Phyllis Webstad’s session on Thursday, February 25, at 12:45 p.m., is entitled Orange Shirt Day. She will read her story about her own experiences as a little girl in a residential school. Webstad wrote two books, Orange Shirt Day, and Phyllis’s Orange Shirt.
The same day at 2:35 p.m., Bob Joseph will explain the Indian Act of the 1800s and why it is at the root of the issues facing Indigenous peoples today, and why they lack basic opportunities such as clean water, education, health care and more. (More about the Indian Act is at ictinc.ca/press#television.) Joseph authored 21 Things You May Not Know about the Indian Act.
On Friday, February 26, at 7 p.m., Paul Seesequais will tell about eight different Indigenous communities, from Cape Dorset to Nunavut in northern Quebec. He has authored Blanket Toss under Midnight Sun, an insightful book of texts and photographs.
Details and a link for advance registration are at: KnowltonLiteraryFestival.ca.
INCOME TAX CLINIC
Here it comes, the season of income taxes! The bilingual income tax assistance program in Sawyerville is ready to assist persons with limited income, free of charge, starting in March.
This service is part of the Community Volunteer Income Tax Program organized by the Canada Revenue Agency. Trained volunteers prepare both Canada and Quebec tax returns for persons with limited income.
ARE YOU ELIGIBLE?
You are eligible to use the Community Volunteer Income Tax Service if you are: (1) a single person with a maximum annual revenue of $25,000; (2) a couple with a maximum revenue of $30,000, plus $2,000 for each dependant; or (3) a single parent with a child with a maximum revenue of $30,000 plus $2,000 for each additional dependant.

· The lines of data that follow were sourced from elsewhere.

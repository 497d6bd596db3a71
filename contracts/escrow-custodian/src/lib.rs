//! # Escrow Custodian
//!
//! Holds bounty rewards in custody, keyed by bounty id. Tokens move only
//! through capability-gated entry points; the registry is normally the sole
//! holder of `Deposit` and `Refund`, and the submission coordinator the sole
//! holder of `Release`.
//!
//! ```text
//!            deposit                release
//!   None ─────────────► Funded ──────────────► Released
//!                         │  ▲
//!          increase_deposit  │ refund / emergency_withdraw
//!                         └──┴──────────────► Refunded
//! ```
//!
//! Every mutating entry point follows checks → effects → interaction and
//! runs under the reentrancy guard. The escrow record is settled *before*
//! the token transfer so a re-entrant call observes the terminal status.
//!
//! Running totals satisfy
//! `total_deposited == total_released + total_refunded + total_funded`,
//! checked after every mutation (see `invariants`).

#![no_std]

mod events;
mod invariants;

use events::{
    emit_custodian_initialized, emit_deposit_increased, emit_emergency_withdrawal,
    emit_funds_deposited, emit_funds_refunded, emit_funds_released, CustodianInitialized,
    DepositIncreased, EmergencyWithdrawal, FundsDeposited, FundsRefunded, FundsReleased,
};
use marketplace_core::{
    access, reentrancy_guard, Capability, CustodianStats, Error, Escrow, EscrowStatus,
    EVENT_VERSION_V1,
};
use soroban_sdk::{contract, contractimpl, contracttype, token, vec, Address, Env, Vec};

#[contracttype]
#[derive(Clone)]
pub enum DataKey {
    Token,
    Escrow(u64),
    DepositorIndex(Address),
    Stats,
}

#[contract]
pub struct EscrowCustodianContract;

#[contractimpl]
impl EscrowCustodianContract {
    /// One-time setup. `token` is the asset every escrow is denominated in.
    pub fn init(env: Env, admin: Address, token: Address) -> Result<(), Error> {
        access::init_admin(&env, &admin)?;
        env.storage().instance().set(&DataKey::Token, &token);
        env.storage()
            .instance()
            .set(&DataKey::Stats, &CustodianStats::default());

        emit_custodian_initialized(
            &env,
            CustodianInitialized {
                version: EVENT_VERSION_V1,
                admin,
                token,
                timestamp: env.ledger().timestamp(),
            },
        );
        Ok(())
    }

    pub fn grant_capability(
        env: Env,
        principal: Address,
        capability: Capability,
    ) -> Result<(), Error> {
        access::grant(&env, &principal, capability)
    }

    pub fn revoke_capability(
        env: Env,
        principal: Address,
        capability: Capability,
    ) -> Result<(), Error> {
        access::revoke(&env, &principal, capability)
    }

    pub fn has_capability(env: Env, principal: Address, capability: Capability) -> bool {
        access::has_capability(&env, &principal, capability)
    }

    /// Pull `amount` from `depositor` into a new escrow for `bounty_id`.
    ///
    /// # Errors
    /// * `Unauthorized` - `caller` lacks `Capability::Deposit`
    /// * `InvalidAmount` - `amount <= 0`
    /// * `InvalidAddress` - `depositor` is the custodian itself
    /// * `EscrowAlreadyExists` - an escrow for `bounty_id` was created before,
    ///   whatever its current status
    /// * `TransferFailed` - the token contract rejected the transfer
    pub fn deposit(
        env: Env,
        caller: Address,
        bounty_id: u64,
        depositor: Address,
        amount: i128,
    ) -> Result<(), Error> {
        reentrancy_guard::acquire(&env);
        access::require_capability(&env, &caller, Capability::Deposit)?;

        if amount <= 0 {
            return Err(Error::InvalidAmount);
        }
        if depositor == env.current_contract_address() {
            return Err(Error::InvalidAddress);
        }
        if env.storage().persistent().has(&DataKey::Escrow(bounty_id)) {
            return Err(Error::EscrowAlreadyExists);
        }
        depositor.require_auth();

        // EFFECTS
        let now = env.ledger().timestamp();
        let escrow = Escrow {
            bounty_id,
            depositor: depositor.clone(),
            amount,
            total_deposited: amount,
            status: EscrowStatus::Funded,
            created_at: now,
            settled_at: None,
            settled_to: None,
        };
        invariants::assert_escrow(&escrow);
        env.storage()
            .persistent()
            .set(&DataKey::Escrow(bounty_id), &escrow);

        let index_key = DataKey::DepositorIndex(depositor.clone());
        let mut index: Vec<u64> = env
            .storage()
            .persistent()
            .get(&index_key)
            .unwrap_or(vec![&env]);
        index.push_back(bounty_id);
        env.storage().persistent().set(&index_key, &index);

        let mut stats = Self::stats(&env);
        stats.total_deposited = stats
            .total_deposited
            .checked_add(amount)
            .ok_or(Error::InvalidAmount)?;
        stats.total_funded = stats
            .total_funded
            .checked_add(amount)
            .ok_or(Error::InvalidAmount)?;
        stats.count_funded += 1;
        env.storage().instance().set(&DataKey::Stats, &stats);

        // INTERACTION
        Self::transfer(&env, &depositor, &env.current_contract_address(), amount)?;

        emit_funds_deposited(
            &env,
            FundsDeposited {
                version: EVENT_VERSION_V1,
                bounty_id,
                depositor,
                amount,
                timestamp: now,
            },
        );

        invariants::assert_conservation(&env);
        reentrancy_guard::release(&env);
        Ok(())
    }

    /// Top up a funded escrow from its original depositor, who must sign.
    /// Returns the new escrowed amount.
    pub fn increase_deposit(
        env: Env,
        caller: Address,
        bounty_id: u64,
        amount: i128,
    ) -> Result<i128, Error> {
        reentrancy_guard::acquire(&env);
        access::require_capability(&env, &caller, Capability::Deposit)?;

        if amount <= 0 {
            return Err(Error::InvalidAmount);
        }
        let mut escrow = Self::load(&env, bounty_id)?;
        if escrow.status != EscrowStatus::Funded {
            return Err(Error::InvalidEscrowStatus);
        }
        escrow.depositor.require_auth();

        escrow.amount = escrow.amount.checked_add(amount).ok_or(Error::InvalidAmount)?;
        escrow.total_deposited = escrow
            .total_deposited
            .checked_add(amount)
            .ok_or(Error::InvalidAmount)?;
        invariants::assert_escrow(&escrow);
        env.storage()
            .persistent()
            .set(&DataKey::Escrow(bounty_id), &escrow);

        let mut stats = Self::stats(&env);
        stats.total_deposited = stats
            .total_deposited
            .checked_add(amount)
            .ok_or(Error::InvalidAmount)?;
        stats.total_funded = stats
            .total_funded
            .checked_add(amount)
            .ok_or(Error::InvalidAmount)?;
        env.storage().instance().set(&DataKey::Stats, &stats);

        Self::transfer(&env, &escrow.depositor, &env.current_contract_address(), amount)?;

        emit_deposit_increased(
            &env,
            DepositIncreased {
                version: EVENT_VERSION_V1,
                bounty_id,
                added: amount,
                amount: escrow.amount,
                timestamp: env.ledger().timestamp(),
            },
        );

        invariants::assert_conservation(&env);
        reentrancy_guard::release(&env);
        Ok(escrow.amount)
    }

    /// Pay the full escrowed amount to `recipient`. Returns the amount paid.
    ///
    /// # Errors
    /// * `Unauthorized` - `caller` lacks `Capability::Release`
    /// * `InvalidAddress` - `recipient` is the custodian itself
    /// * `EscrowNotFound` / `InvalidEscrowStatus` - nothing funded to release
    /// * `TransferFailed` - the token contract rejected the transfer
    pub fn release(
        env: Env,
        caller: Address,
        bounty_id: u64,
        recipient: Address,
    ) -> Result<i128, Error> {
        reentrancy_guard::acquire(&env);
        access::require_capability(&env, &caller, Capability::Release)?;

        if recipient == env.current_contract_address() {
            return Err(Error::InvalidAddress);
        }
        let amount = Self::settle(&env, bounty_id, &recipient, EscrowStatus::Released)?;

        emit_funds_released(
            &env,
            FundsReleased {
                version: EVENT_VERSION_V1,
                bounty_id,
                amount,
                recipient,
                timestamp: env.ledger().timestamp(),
            },
        );

        invariants::assert_conservation(&env);
        reentrancy_guard::release(&env);
        Ok(amount)
    }

    /// Return the full escrowed amount to the depositor. Returns the amount refunded.
    pub fn refund(env: Env, caller: Address, bounty_id: u64) -> Result<i128, Error> {
        reentrancy_guard::acquire(&env);
        access::require_capability(&env, &caller, Capability::Refund)?;

        let depositor = Self::load(&env, bounty_id)?.depositor;
        let amount = Self::settle(&env, bounty_id, &depositor, EscrowStatus::Refunded)?;

        emit_funds_refunded(
            &env,
            FundsRefunded {
                version: EVENT_VERSION_V1,
                bounty_id,
                amount,
                refund_to: depositor,
                timestamp: env.ledger().timestamp(),
            },
        );

        invariants::assert_conservation(&env);
        reentrancy_guard::release(&env);
        Ok(amount)
    }

    /// Admin-only recovery of a single funded escrow to an arbitrary
    /// recipient. Recorded as a refund in the running totals.
    pub fn emergency_withdraw(env: Env, bounty_id: u64, recipient: Address) -> Result<i128, Error> {
        reentrancy_guard::acquire(&env);
        let admin = access::require_admin(&env)?;

        if recipient == env.current_contract_address() {
            return Err(Error::InvalidAddress);
        }
        let amount = Self::settle(&env, bounty_id, &recipient, EscrowStatus::Refunded)?;

        emit_emergency_withdrawal(
            &env,
            EmergencyWithdrawal {
                version: EVENT_VERSION_V1,
                bounty_id,
                admin,
                recipient,
                amount,
                timestamp: env.ledger().timestamp(),
            },
        );

        invariants::assert_conservation(&env);
        reentrancy_guard::release(&env);
        Ok(amount)
    }

    // ---- views ----

    pub fn get_escrow(env: Env, bounty_id: u64) -> Result<Escrow, Error> {
        Self::load(&env, bounty_id)
    }

    /// `EscrowStatus::None` for a bounty id that was never funded.
    pub fn get_escrow_status(env: Env, bounty_id: u64) -> EscrowStatus {
        env.storage()
            .persistent()
            .get::<DataKey, Escrow>(&DataKey::Escrow(bounty_id))
            .map(|escrow| escrow.status)
            .unwrap_or(EscrowStatus::None)
    }

    pub fn is_funded(env: Env, bounty_id: u64) -> bool {
        Self::get_escrow_status(env, bounty_id) == EscrowStatus::Funded
    }

    /// Amount currently held for `bounty_id`; zero when settled or unknown.
    pub fn amount_of(env: Env, bounty_id: u64) -> i128 {
        env.storage()
            .persistent()
            .get::<DataKey, Escrow>(&DataKey::Escrow(bounty_id))
            .map(|escrow| escrow.amount)
            .unwrap_or(0)
    }

    /// Token balance actually held by the custodian.
    pub fn total_balance(env: Env) -> Result<i128, Error> {
        let token_addr = Self::token(&env)?;
        Ok(token::Client::new(&env, &token_addr).balance(&env.current_contract_address()))
    }

    pub fn get_stats(env: Env) -> CustodianStats {
        Self::stats(&env)
    }

    pub fn verify_conservation(env: Env) -> bool {
        invariants::conservation_holds(&Self::stats(&env))
    }

    pub fn get_depositor_escrows(env: Env, depositor: Address) -> Vec<u64> {
        env.storage()
            .persistent()
            .get(&DataKey::DepositorIndex(depositor))
            .unwrap_or(vec![&env])
    }

    pub fn get_token(env: Env) -> Result<Address, Error> {
        Self::token(&env)
    }

    pub fn get_admin(env: Env) -> Result<Address, Error> {
        access::admin(&env)
    }
}

impl EscrowCustodianContract {
    fn token(env: &Env) -> Result<Address, Error> {
        env.storage()
            .instance()
            .get(&DataKey::Token)
            .ok_or(Error::NotInitialized)
    }

    fn stats(env: &Env) -> CustodianStats {
        env.storage()
            .instance()
            .get(&DataKey::Stats)
            .unwrap_or_default()
    }

    fn load(env: &Env, bounty_id: u64) -> Result<Escrow, Error> {
        env.storage()
            .persistent()
            .get(&DataKey::Escrow(bounty_id))
            .ok_or(Error::EscrowNotFound)
    }

    /// Close a funded escrow into `outcome` and pay `recipient`.
    fn settle(
        env: &Env,
        bounty_id: u64,
        recipient: &Address,
        outcome: EscrowStatus,
    ) -> Result<i128, Error> {
        let mut escrow = Self::load(env, bounty_id)?;
        if escrow.status != EscrowStatus::Funded {
            return Err(Error::InvalidEscrowStatus);
        }

        // EFFECTS
        let amount = escrow.amount;
        escrow.amount = 0;
        escrow.status = outcome.clone();
        escrow.settled_at = Some(env.ledger().timestamp());
        escrow.settled_to = Some(recipient.clone());
        invariants::assert_escrow(&escrow);
        env.storage()
            .persistent()
            .set(&DataKey::Escrow(bounty_id), &escrow);

        let mut stats = Self::stats(env);
        stats.total_funded -= amount;
        stats.count_funded = stats.count_funded.saturating_sub(1);
        match outcome {
            EscrowStatus::Released => {
                stats.total_released += amount;
                stats.count_released += 1;
            }
            _ => {
                stats.total_refunded += amount;
                stats.count_refunded += 1;
            }
        }
        env.storage().instance().set(&DataKey::Stats, &stats);

        // INTERACTION
        Self::transfer(env, &env.current_contract_address(), recipient, amount)?;
        Ok(amount)
    }

    fn transfer(env: &Env, from: &Address, to: &Address, amount: i128) -> Result<(), Error> {
        let token_addr = Self::token(env)?;
        let client = token::Client::new(env, &token_addr);
        match client.try_transfer(from, to, &amount) {
            Ok(Ok(())) => Ok(()),
            _ => Err(Error::TransferFailed),
        }
    }
}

Eligible persons’ income from interest should not exceed $1,000, and does not include income from self-employment, bankruptcy, or deceased persons.
GOT YOUR PAPERS?
Bring along any slips you’ve received from the Canada Revenue Agency and Revenu Québec in the past months, and your notices of assessment from last year’s returns.
You will need your T4 and Relevé slips from your employer, or any other forms you received regarding income or tuition. Also, if you are a renter, you will need the RL-31 form from your landlord. House owners will need their property tax number, which is on the municipal property tax bill.
Bring receipts for any payments you made for pills, dentist visits, glasses, or other health expenses. (Tip: Your pharmacy can give you a printout listing your pharmaceutical costs for the year.) These expenses may give you a tax credit.
Persons above age 70 should inquire about a refundable tax credit for expenses incurred to continue living independently. Such expenses could include purchasing, leasing or installing eligible equipment or fixtures, or staying in a functional rehabilitation transition unit.
SAWYERVILLE SERVICE
The Sawyerville income tax assistance program features the same team of volunteers as in the past – Danielle, Francine, and Suzanne. The service is sponsored by a very local community organization, Loisirs Sawyerville.
When? Wednesday afternoons from 1 to 4 p.m. on March 10, 17, 24 and 31, and Wednesday evenings from 6 to 8 p.m. on March 17 and 24.
Where? At the Catholic church in Sawyerville, Église Notre-Dame-du-Rosaire, 4 Randboro Road. Use the back door to enter the basement.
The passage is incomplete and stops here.